Millions of period products are being prepared by phs Direct, part of hygiene and washroom services provider phs Group, in a newly refurbished, dedicated warehouse ready to be dispatched ahead of the first orders. Schools and colleges will receive an activation email from phs which will enable them to access the purpose-built phs Direct portal and order products for their organisation. There is a wide range of products from pads and tampons to environmentally-friendly pads and reusable products.
David Taylor-Smith, CEO of phs Group, said: “We have been busy preparing for the launch of this scheme and we are ready for the first wave of demand. We encourage schools and colleges to look out for their activation email and make their first order so they can start offering free products as soon as possible.
“Period products are a necessity, not a luxury, and we believe providing free products for young people will be a catalyst for change in creating period equality. We are proud to be the supplier for such a worthy scheme.”
This follows the Government’s commitment last year to fully fund period products for all state-funded primary schools, secondary schools and colleges. It also forms part of the Department’s ambition to improve provision of products for young people, helping to support campaigns to break the stigma around periods and raise awareness of menstruation.
Children and Families Minister Michelle Donelan said: “Periods are a normal part of everyday life and we do not want young people missing out on lessons because of them.

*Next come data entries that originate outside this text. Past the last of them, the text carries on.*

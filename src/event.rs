//! Wire event types and channel identity.

use serde::{Deserialize, Serialize};

/// The separator joined between, and trailing, every event in a frame.
pub const MESSAGE_SEPARATOR: &str = "\n,,,\n";

/// Identity of a logical broadcast channel.
#[derive(Debug, Clone, PartialEq, Eq, Hash)]
pub enum ChannelId {
    Classic(String),
    Dynamic { tag: String, instance: String },
}

impl ChannelId {
    /// Parses the wire form: `tag` for classic, `tag=>instance` for dynamic.
    pub fn parse(wire: &str) -> Self {
        match wire.split_once("=>") {
            Some((tag, instance)) => ChannelId::Dynamic {
                tag: tag.to_string(),
                instance: instance.to_string(),
            },
            None => ChannelId::Classic(wire.to_string()),
        }
    }

    pub fn to_wire(&self) -> String {
        match self {
            ChannelId::Classic(tag) => tag.clone(),
            ChannelId::Dynamic { tag, instance } => format!("{tag}=>{instance}"),
        }
    }

    pub fn tag(&self) -> &str {
        match self {
            ChannelId::Classic(tag) => tag,
            ChannelId::Dynamic { tag, .. } => tag,
        }
    }
}

#[derive(Debug, Clone, Serialize, Deserialize, PartialEq, Eq)]
#[serde(rename_all = "UPPERCASE")]
pub enum EventType {
    Add,
    Reset,
    Error,
}

/// An event delivered to a subscriber, or about to be.
#[derive(Debug, Clone, Serialize, Deserialize, PartialEq, Eq)]
pub struct Event {
    #[serde(rename = "type")]
    pub kind: EventType,
    pub server: String,
    #[serde(default, skip_serializing_if = "Option::is_none")]
    pub content: Option<String>,
    #[serde(default, skip_serializing_if = "Option::is_none")]
    pub message: Option<String>,
}

impl Event {
    pub fn add(channel: &ChannelId, content: impl Into<String>) -> Self {
        Event {
            kind: EventType::Add,
            server: channel.to_wire(),
            content: Some(content.into()),
            message: None,
        }
    }

    pub fn reset(channel: &ChannelId) -> Self {
        Event {
            kind: EventType::Reset,
            server: channel.to_wire(),
            content: None,
            message: None,
        }
    }

    pub fn error(channel_wire: &str, message: impl Into<String>) -> Self {
        Event {
            kind: EventType::Error,
            server: channel_wire.to_string(),
            content: None,
            message: Some(message.into()),
        }
    }

    /// Serializes this event and appends the trailing frame separator.
    pub fn to_framed(&self) -> String {
        let mut s = serde_json::to_string(self).unwrap_or_else(|e| {
            tracing::error!(error = %e, "failed to serialize event");
            String::from("{}")
        });
        s.push_str(MESSAGE_SEPARATOR);
        s
    }
}

/// An event internal to a single file's tail, before line-splitting.
#[derive(Debug, Clone)]
pub enum FileEvent {
    Append(Vec<u8>),
    Reset,
}

#[cfg(test)]
mod tests {
    use super::*;

    #[test]
    fn parses_classic_and_dynamic_wire_forms() {
        assert_eq!(ChannelId::parse("app"), ChannelId::Classic("app".to_string()));
        assert_eq!(
            ChannelId::parse("lobby=>1"),
            ChannelId::Dynamic {
                tag: "lobby".to_string(),
                instance: "1".to_string(),
            }
        );
    }

    #[test]
    fn round_trips_to_wire() {
        let c = ChannelId::Dynamic {
            tag: "lobby".to_string(),
            instance: "1".to_string(),
        };
        assert_eq!(ChannelId::parse(&c.to_wire()), c);
    }

    #[test]
    fn add_event_frames_with_trailing_separator() {
        let evt = Event::add(&ChannelId::Classic("app".to_string()), "hello");
        let framed = evt.to_framed();
        assert!(framed.ends_with(MESSAGE_SEPARATOR));
        assert!(framed.contains("\"type\":\"ADD\""));
        assert!(framed.contains("\"content\":\"hello\""));
    }

    #[test]
    fn reset_event_carries_no_content() {
        let evt = Event::reset(&ChannelId::Classic("app".to_string()));
        let json = serde_json::to_string(&evt).unwrap();
        assert!(!json.contains("content"));
    }
}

“We know that it is not easy for everyone to access period products where and when they need them. This scheme will deal with those problems so young people can go about their daily lives without getting caught out if they have come on their period unexpectedly, forgotten to bring products with them or if they can’t afford the products they need.”
The scheme also comes just months before health education becomes a compulsory for all state funded primary and secondary schools, under new guidance on relationships, sex and health education from September 2020 – to ensure all young people learn about living healthy lives, including menstrual wellbeing.
The Government also introduced the £15 million annual Tampon Tax Fund to support women’s charities – and made a commitment to end period poverty globally by 2030.
Amika George, founder of #FreePeriods, said: “We have been waiting for this day for a long time! As a grassroots, student-led movement, Free Periods has been fighting for every single child in this country to be able to go to school without worrying about their next pad or tampon. For the first time in history, this scheme will ensure that becomes a reality.
“We ask that schools have open conversations with students about what they need and start signing up to the scheme – no child must miss out. Free products in schools will ensure that every child can learn and be their very best, without periods holding them back.”